== Segment start ==
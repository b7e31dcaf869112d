//! # Doctoral Admission Proposition Aggregate
//!
//! One candidate's application to one doctoral programme. The aggregate
//! owns the lifecycle status, the candidate's project data, the review
//! checklists, and every decision taken on the application.
//!
//! ## Transition Contract
//!
//! Every mutating method follows the same shape:
//!
//! 1. Build the new field values locally.
//! 2. Run the transition's validator list against the current state and
//!    those local values.
//! 3. Only if validation passed, assign every new value, always
//!    including `auteur_derniere_modification`.
//!
//! A rejected transition therefore leaves the aggregate exactly as it
//! was. Methods are grouped by actor: [`candidat`], [`documents`],
//! [`cdd`], [`sic`], [`checklist`] (prior studies and access) and
//! [`financabilite`].
//!
//! The aggregate performs no I/O and never reads the clock. Collaborator
//! data (documents, curriculum check, quarantine) and the current instant
//! are passed in by the caller.

pub mod candidat;
pub mod cdd;
pub mod checklist;
pub mod documents;
pub mod financabilite;
pub mod sic;

use std::collections::BTreeMap;

use chrono::NaiveDate;
use serde::{Deserialize, Serialize};

use osis_checklist::{
    statut_configure, ChoixStatutChecklist, OngletChecklist, StatutChecklist,
    StatutsChecklistDoctorale,
};
use osis_core::{FormationIdentity, PropositionIdentity, Timestamp};
use osis_validation::ValidatorList;

use crate::enums::{
    BesoinDeDerogation, ChoixStatutPropositionDoctorale, ChoixTypeAdmission, ConditionAcces,
    DerogationFinancement, DispenseOuDroitsMajores, DroitsInscriptionMontant, EtatEquivalenceTitreAcces,
    EtatFinancabilite, MobiliteNombreDeMois, SituationFinancabilite, StatutEquivalenceTitreAcces,
    TypeDemande, TypeEquivalenceTitreAcces,
};
use crate::exceptions::{PropositionError, TransitionError};
use crate::valeurs::{
    CommissionProximite, ComplementFormationIdentity, Comptabilite, ConditionComplementaireIdentity,
    ConditionComplementaireLibre, DetailProjet, ExperiencePrecedenteRecherche, Financement,
    MotifRefusIdentity,
};

pub use candidat::{DonneesCompletion, NouvelleProposition, Soumission};
pub use cdd::InformationsAcceptation;
pub use sic::{ContexteApprobationSic, InformationsAcceptationSic};

// ─── Aggregate ───────────────────────────────────────────────────────

/// A doctoral admission proposition.
///
/// Fields are readable through accessors and writable only through the
/// transition methods.
#[derive(Debug, Clone, PartialEq, Serialize, Deserialize)]
pub struct Proposition {
    pub(crate) entity_id: PropositionIdentity,
    pub(crate) reference: u64,
    pub(crate) statut: ChoixStatutPropositionDoctorale,
    pub(crate) type_admission: ChoixTypeAdmission,
    pub(crate) type_demande: TypeDemande,
    pub(crate) formation_id: FormationIdentity,
    pub(crate) matricule_candidat: String,
    pub(crate) auteur_derniere_modification: String,
    pub(crate) creee_le: Timestamp,
    pub(crate) soumise_le: Option<Timestamp>,
    pub(crate) echeance_demande_documents: Option<NaiveDate>,

    // Candidate data
    pub(crate) justification: String,
    pub(crate) commission_proximite: Option<CommissionProximite>,
    pub(crate) projet: DetailProjet,
    pub(crate) financement: Financement,
    pub(crate) experience_precedente_recherche: ExperiencePrecedenteRecherche,
    pub(crate) comptabilite: Comptabilite,
    pub(crate) curriculum: Vec<String>,
    pub(crate) reponses_questions_specifiques: BTreeMap<String, serde_json::Value>,
    pub(crate) elements_confirmation: BTreeMap<String, String>,
    pub(crate) fiche_archive_signatures_envoyees: Vec<String>,
    pub(crate) annee_calculee: Option<i32>,
    pub(crate) pot_calcule: Option<String>,

    // Review checklists
    pub(crate) checklist_initiale: Option<StatutsChecklistDoctorale>,
    pub(crate) checklist_actuelle: StatutsChecklistDoctorale,

    // Refusal
    /// Motives of the latest refusal: a CDD or SIC decision, or a refused
    /// faculty dispensation. One slot shared by all three.
    pub(crate) motifs_refus: Vec<MotifRefusIdentity>,
    /// Free-text counterpart of `motifs_refus`.
    pub(crate) autres_motifs_refus: Vec<String>,

    // Faculty acceptance bundle
    pub(crate) avec_conditions_complementaires: Option<bool>,
    pub(crate) conditions_complementaires_existantes: Vec<ConditionComplementaireIdentity>,
    pub(crate) conditions_complementaires_libres: Vec<ConditionComplementaireLibre>,
    pub(crate) avec_complements_formation: Option<bool>,
    pub(crate) complements_formation: Vec<ComplementFormationIdentity>,
    pub(crate) commentaire_complements_formation: String,
    pub(crate) nombre_annees_prevoir_programme: Option<u8>,
    pub(crate) nom_personne_contact_programme_annuel: String,
    pub(crate) email_personne_contact_programme_annuel: String,
    pub(crate) commentaire_programme_conjoint: String,

    // Decision certificates (opaque storage handles)
    pub(crate) certificat_approbation_cdd: Vec<String>,
    pub(crate) certificat_approbation_sic: Vec<String>,
    pub(crate) certificat_approbation_sic_annexe: Vec<String>,
    pub(crate) certificat_refus_cdd: Vec<String>,
    pub(crate) certificat_refus_sic: Vec<String>,

    // SIC approval details
    pub(crate) droits_inscription_montant: Option<DroitsInscriptionMontant>,
    pub(crate) dispense_ou_droits_majores: Option<DispenseOuDroitsMajores>,
    pub(crate) est_mobilite: Option<bool>,
    pub(crate) nombre_de_mois_de_mobilite: Option<MobiliteNombreDeMois>,
    pub(crate) doit_se_presenter_en_sic: Option<bool>,
    pub(crate) communication_au_candidat: String,
    pub(crate) besoin_de_derogation: BesoinDeDerogation,

    // Prior studies equivalence
    pub(crate) condition_acces: Option<ConditionAcces>,
    pub(crate) millesime_condition_acces: Option<i32>,
    pub(crate) type_equivalence_titre_acces: Option<TypeEquivalenceTitreAcces>,
    pub(crate) statut_equivalence_titre_acces: Option<StatutEquivalenceTitreAcces>,
    pub(crate) etat_equivalence_titre_acces: Option<EtatEquivalenceTitreAcces>,
    pub(crate) date_prise_effet_equivalence_titre_acces: Option<NaiveDate>,

    // Financeability
    pub(crate) financabilite_regle_calcule: Option<EtatFinancabilite>,
    pub(crate) financabilite_regle_calcule_situation: Option<SituationFinancabilite>,
    pub(crate) financabilite_regle_calcule_le: Option<Timestamp>,
    pub(crate) financabilite_regle: Option<SituationFinancabilite>,
    pub(crate) financabilite_etabli_par: Option<String>,
    pub(crate) financabilite_etabli_le: Option<Timestamp>,
    pub(crate) financabilite_derogation_statut: DerogationFinancement,
    pub(crate) financabilite_derogation_premiere_notification_le: Option<Timestamp>,
    pub(crate) financabilite_derogation_premiere_notification_par: Option<String>,
    pub(crate) financabilite_derogation_derniere_notification_le: Option<Timestamp>,
    pub(crate) financabilite_derogation_derniere_notification_par: Option<String>,
}

// ─── Shared helpers ──────────────────────────────────────────────────

/// Extra key refining a `BESOIN_DEROGATION` tab status.
pub(crate) const CLE_ETAT_BESOIN_DEROGATION: &str = "etat_besoin_derogation";

/// Run a validator list, converting its failure into a transition error.
pub(crate) fn valider<L>(liste: &L) -> Result<(), TransitionError>
where
    L: ValidatorList<PropositionError>,
{
    liste.validate()?;
    Ok(())
}

/// The configured status named `identifiant` on a tab.
///
/// Identifiers are literals of this crate; an unconfigured one falls
/// back to a bare status so a transition never panics.
pub(crate) fn statut_onglet(
    onglet: OngletChecklist,
    identifiant: &str,
    repli: ChoixStatutChecklist,
) -> StatutChecklist {
    statut_configure(onglet, identifiant).unwrap_or_else(|| StatutChecklist::new(repli, identifiant))
}

// ─── Accessors ───────────────────────────────────────────────────────

impl Proposition {
    pub fn entity_id(&self) -> &PropositionIdentity {
        &self.entity_id
    }

    /// Human-facing sequential reference.
    pub fn reference(&self) -> u64 {
        self.reference
    }

    pub fn statut(&self) -> ChoixStatutPropositionDoctorale {
        self.statut
    }

    pub fn type_admission(&self) -> ChoixTypeAdmission {
        self.type_admission
    }

    pub fn type_demande(&self) -> TypeDemande {
        self.type_demande
    }

    pub fn formation_id(&self) -> &FormationIdentity {
        &self.formation_id
    }

    pub fn matricule_candidat(&self) -> &str {
        &self.matricule_candidat
    }

    /// Identifier of whoever performed the last successful transition.
    pub fn auteur_derniere_modification(&self) -> &str {
        &self.auteur_derniere_modification
    }

    pub fn creee_le(&self) -> Timestamp {
        self.creee_le
    }

    pub fn soumise_le(&self) -> Option<Timestamp> {
        self.soumise_le
    }

    /// Deadline of the pending document request.
    pub fn echeance_demande_documents(&self) -> Option<NaiveDate> {
        self.echeance_demande_documents
    }

    pub fn justification(&self) -> &str {
        &self.justification
    }

    pub fn commission_proximite(&self) -> Option<CommissionProximite> {
        self.commission_proximite
    }

    pub fn projet(&self) -> &DetailProjet {
        &self.projet
    }

    pub fn financement(&self) -> &Financement {
        &self.financement
    }

    pub fn experience_precedente_recherche(&self) -> &ExperiencePrecedenteRecherche {
        &self.experience_precedente_recherche
    }

    pub fn comptabilite(&self) -> &Comptabilite {
        &self.comptabilite
    }

    pub fn curriculum(&self) -> &[String] {
        &self.curriculum
    }

    pub fn reponses_questions_specifiques(&self) -> &BTreeMap<String, serde_json::Value> {
        &self.reponses_questions_specifiques
    }

    pub fn fiche_archive_signatures_envoyees(&self) -> &[String] {
        &self.fiche_archive_signatures_envoyees
    }

    pub fn annee_calculee(&self) -> Option<i32> {
        self.annee_calculee
    }

    /// Baseline captured at submission; `None` for a draft.
    pub fn checklist_initiale(&self) -> Option<&StatutsChecklistDoctorale> {
        self.checklist_initiale.as_ref()
    }

    pub fn checklist_actuelle(&self) -> &StatutsChecklistDoctorale {
        &self.checklist_actuelle
    }

    /// Motives recorded by the last CDD, SIC or dispensation refusal.
    pub fn motifs_refus(&self) -> &[MotifRefusIdentity] {
        &self.motifs_refus
    }

    pub fn autres_motifs_refus(&self) -> &[String] {
        &self.autres_motifs_refus
    }

    pub fn avec_conditions_complementaires(&self) -> Option<bool> {
        self.avec_conditions_complementaires
    }

    pub fn avec_complements_formation(&self) -> Option<bool> {
        self.avec_complements_formation
    }

    pub fn complements_formation(&self) -> &[ComplementFormationIdentity] {
        &self.complements_formation
    }

    pub fn commentaire_complements_formation(&self) -> &str {
        &self.commentaire_complements_formation
    }

    pub fn nombre_annees_prevoir_programme(&self) -> Option<u8> {
        self.nombre_annees_prevoir_programme
    }

    pub fn besoin_de_derogation(&self) -> BesoinDeDerogation {
        self.besoin_de_derogation
    }

    pub fn condition_acces(&self) -> Option<ConditionAcces> {
        self.condition_acces
    }

    pub fn millesime_condition_acces(&self) -> Option<i32> {
        self.millesime_condition_acces
    }

    pub fn type_equivalence_titre_acces(&self) -> Option<TypeEquivalenceTitreAcces> {
        self.type_equivalence_titre_acces
    }

    pub fn statut_equivalence_titre_acces(&self) -> Option<StatutEquivalenceTitreAcces> {
        self.statut_equivalence_titre_acces
    }

    pub fn etat_equivalence_titre_acces(&self) -> Option<EtatEquivalenceTitreAcces> {
        self.etat_equivalence_titre_acces
    }

    pub fn financabilite_regle_calcule(&self) -> Option<EtatFinancabilite> {
        self.financabilite_regle_calcule
    }

    pub fn financabilite_regle_calcule_situation(&self) -> Option<SituationFinancabilite> {
        self.financabilite_regle_calcule_situation
    }

    pub fn financabilite_regle_calcule_le(&self) -> Option<Timestamp> {
        self.financabilite_regle_calcule_le
    }

    pub fn financabilite_regle(&self) -> Option<SituationFinancabilite> {
        self.financabilite_regle
    }

    pub fn financabilite_etabli_par(&self) -> Option<&str> {
        self.financabilite_etabli_par.as_deref()
    }

    pub fn financabilite_etabli_le(&self) -> Option<Timestamp> {
        self.financabilite_etabli_le
    }

    pub fn financabilite_derogation_statut(&self) -> DerogationFinancement {
        self.financabilite_derogation_statut
    }

    pub fn financabilite_derogation_premiere_notification_le(&self) -> Option<Timestamp> {
        self.financabilite_derogation_premiere_notification_le
    }

    pub fn financabilite_derogation_derniere_notification_le(&self) -> Option<Timestamp> {
        self.financabilite_derogation_derniere_notification_le
    }

    pub fn financabilite_derogation_derniere_notification_par(&self) -> Option<&str> {
        self.financabilite_derogation_derniere_notification_par.as_deref()
    }
}
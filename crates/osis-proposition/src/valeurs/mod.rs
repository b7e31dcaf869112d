//! Value objects held by, or passed to, the proposition aggregate.

pub mod commission;
pub mod comptabilite;
pub mod projet;
pub mod references;

pub use commission::CommissionProximite;
pub use comptabilite::{ChampRequis, Comptabilite};
pub use projet::{DetailProjet, ExperiencePrecedenteRecherche, Financement};
pub use references::{
    ComplementFormationIdentity, ConditionComplementaireIdentity, ConditionComplementaireLibre,
    Doctorat, EmplacementDocument, MotifRefusIdentity, TitreAccesSelectionnable,
    TypeTitreAccesSelectionnable,
};
//! Property tests for the two-phase validation contract.

use osis_validation::{
    valider_en_deux_etapes, BusinessException, BusinessValidator, ValidationFailure, Validators,
};
use proptest::prelude::*;

#[derive(Debug, Clone, PartialEq, Eq)]
struct Violation(usize);

impl std::fmt::Display for Violation {
    fn fmt(&self, f: &mut std::fmt::Formatter<'_>) -> std::fmt::Result {
        write!(f, "rule {} violated", self.0)
    }
}

impl std::error::Error for Violation {}

impl BusinessException for Violation {
    fn status_code(&self) -> &'static str {
        "TEST-1"
    }
}

struct Regle {
    index: usize,
    echoue: bool,
}

impl BusinessValidator<Violation> for Regle {
    fn validate(&self) -> Result<(), Violation> {
        if self.echoue {
            Err(Violation(self.index))
        } else {
            Ok(())
        }
    }
}

fn build(flags: &[bool], offset: usize) -> Validators<'static, Violation> {
    flags
        .iter()
        .enumerate()
        .map(|(i, echoue)| {
            Box::new(Regle {
                index: offset + i,
                echoue: *echoue,
            }) as Box<dyn BusinessValidator<Violation>>
        })
        .collect()
}

proptest! {
    /// Invariant failures are all collected, in declaration order.
    #[test]
    fn invariants_collected_in_order(flags in prop::collection::vec(any::<bool>(), 0..20)) {
        let invariants = build(&flags, 0);
        let expected: Vec<Violation> = flags
            .iter()
            .enumerate()
            .filter(|(_, e)| **e)
            .map(|(i, _)| Violation(i))
            .collect();

        match valider_en_deux_etapes(&[], &invariants) {
            Ok(()) => prop_assert!(expected.is_empty()),
            Err(failure) => {
                prop_assert!(!failure.is_data_contract());
                prop_assert_eq!(failure.status_codes().len(), expected.len());
                prop_assert_eq!(failure.into_exceptions(), expected);
            }
        }
    }

    /// A data-contract failure reports exactly the first failing contract
    /// rule and hides every invariant.
    #[test]
    fn data_contract_short_circuits(
        contract in prop::collection::vec(any::<bool>(), 1..10),
        invariants in prop::collection::vec(any::<bool>(), 0..10),
    ) {
        let contract_validators = build(&contract, 0);
        let invariant_validators = build(&invariants, 100);
        let first_contract = contract.iter().position(|e| *e);

        let outcome = valider_en_deux_etapes(&contract_validators, &invariant_validators);
        match first_contract {
            Some(i) => prop_assert_eq!(outcome, Err(ValidationFailure::DataContract(Violation(i)))),
            None => {
                let any_invariant = invariants.iter().any(|e| *e);
                prop_assert_eq!(outcome.is_err(), any_invariant);
            }
        }
    }
}

#[test]
fn display_joins_all_messages() {
    let invariants = build(&[true, false, true], 0);
    let failure = valider_en_deux_etapes(&[], &invariants).unwrap_err();
    assert_eq!(
        failure.to_string(),
        "business rules violated: rule 0 violated; rule 2 violated"
    );
}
== Segment end ==
Assigned task.
Report all lines above with "Deserialize".

Expected answer.
use serde::{Deserialize, Serialize};
#[derive(Debug, Clone, PartialEq, Serialize, Deserialize)]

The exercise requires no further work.